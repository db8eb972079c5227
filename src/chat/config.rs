//! Configuration types for the chat application.
//!
//! This module provides CLI argument parsing via `arrrg` and the resolved
//! [`ChatConfig`] used to build a client, a session store, and a controller.

use std::path::PathBuf;
use std::time::Duration;

use arrrg_derive::CommandLine;

use crate::client::{BASE_URL_ENV, DEFAULT_BASE_URL};
use crate::storage::FileSessionStore;

/// Default request timeout in seconds.
const DEFAULT_TIMEOUT_SECS: u64 = 60;

/// Command-line arguments for the boltchat tool.
#[derive(CommandLine, Debug, Default, PartialEq, Eq)]
pub struct ChatArgs {
    /// Backend base URL.
    #[arrrg(optional, "Backend base URL (default: $BOLTCHAT_BASE_URL or http://localhost:8000)", "URL")]
    pub base_url: Option<String>,

    /// Request timeout in seconds.
    #[arrrg(optional, "Request timeout in seconds (default: 60)", "SECS")]
    pub timeout: Option<u64>,

    /// Where the current session id is persisted.
    #[arrrg(optional, "File holding the current session id", "PATH")]
    pub session_file: Option<String>,

    /// Start without restoring the persisted session.
    #[arrrg(flag, "Start a fresh chat instead of resuming the last one")]
    pub fresh: bool,

    /// Keep the session id in memory only.
    #[arrrg(flag, "Do not persist the session id")]
    pub ephemeral: bool,

    /// Disable ANSI colors and styles.
    #[arrrg(flag, "Disable ANSI colors/styles")]
    pub no_color: bool,
}

/// Configuration for a chat client.
///
/// This struct holds the resolved configuration values after processing
/// command-line arguments with appropriate defaults.
#[derive(Debug, Clone, PartialEq, Eq)]
pub struct ChatConfig {
    /// Backend base URL; `None` defers to the environment, then the default.
    pub base_url: Option<String>,

    /// Per-request timeout.
    pub timeout: Duration,

    /// Where to persist the session id; `None` keeps it in memory.
    pub session_file: Option<PathBuf>,

    /// Whether startup resumes the persisted session.
    pub restore_session: bool,

    /// Whether to use ANSI colors and styles in output.
    pub use_color: bool,
}

impl ChatConfig {
    /// Creates a new ChatConfig with default values.
    ///
    /// Defaults:
    /// - Base URL: from the environment, else `http://localhost:8000`
    /// - Timeout: 60 seconds
    /// - Session file: the platform data directory
    /// - Restore session: enabled
    /// - Color: enabled
    pub fn new() -> Self {
        Self {
            base_url: None,
            timeout: Duration::from_secs(DEFAULT_TIMEOUT_SECS),
            session_file: FileSessionStore::default_path(),
            restore_session: true,
            use_color: true,
        }
    }

    /// Sets the backend base URL.
    pub fn with_base_url(mut self, base_url: impl Into<String>) -> Self {
        self.base_url = Some(base_url.into());
        self
    }

    /// Sets the request timeout.
    pub fn with_timeout(mut self, timeout: Duration) -> Self {
        self.timeout = timeout;
        self
    }

    /// Sets the session file; `None` keeps the id in memory.
    pub fn with_session_file(mut self, path: Option<PathBuf>) -> Self {
        self.session_file = path;
        self
    }

    /// Sets whether startup resumes the persisted session.
    pub fn with_restore_session(mut self, restore: bool) -> Self {
        self.restore_session = restore;
        self
    }

    /// Disables ANSI color output.
    pub fn without_color(mut self) -> Self {
        self.use_color = false;
        self
    }

    /// The base URL that a client built from this config will use.
    pub fn effective_base_url(&self) -> String {
        self.base_url
            .clone()
            .or_else(|| std::env::var(BASE_URL_ENV).ok())
            .unwrap_or_else(|| DEFAULT_BASE_URL.to_string())
    }
}

impl Default for ChatConfig {
    fn default() -> Self {
        Self::new()
    }
}

impl From<ChatArgs> for ChatConfig {
    fn from(args: ChatArgs) -> Self {
        let session_file = if args.ephemeral {
            None
        } else {
            args.session_file
                .map(PathBuf::from)
                .or_else(FileSessionStore::default_path)
        };

        ChatConfig {
            base_url: args.base_url,
            timeout: Duration::from_secs(args.timeout.unwrap_or(DEFAULT_TIMEOUT_SECS)),
            session_file,
            restore_session: !args.fresh,
            use_color: !args.no_color,
        }
    }
}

-=-=-=-=-

# Exercise instructions
Tally the lines above containing "ChatConfig"; give only the number.

# Solution below
7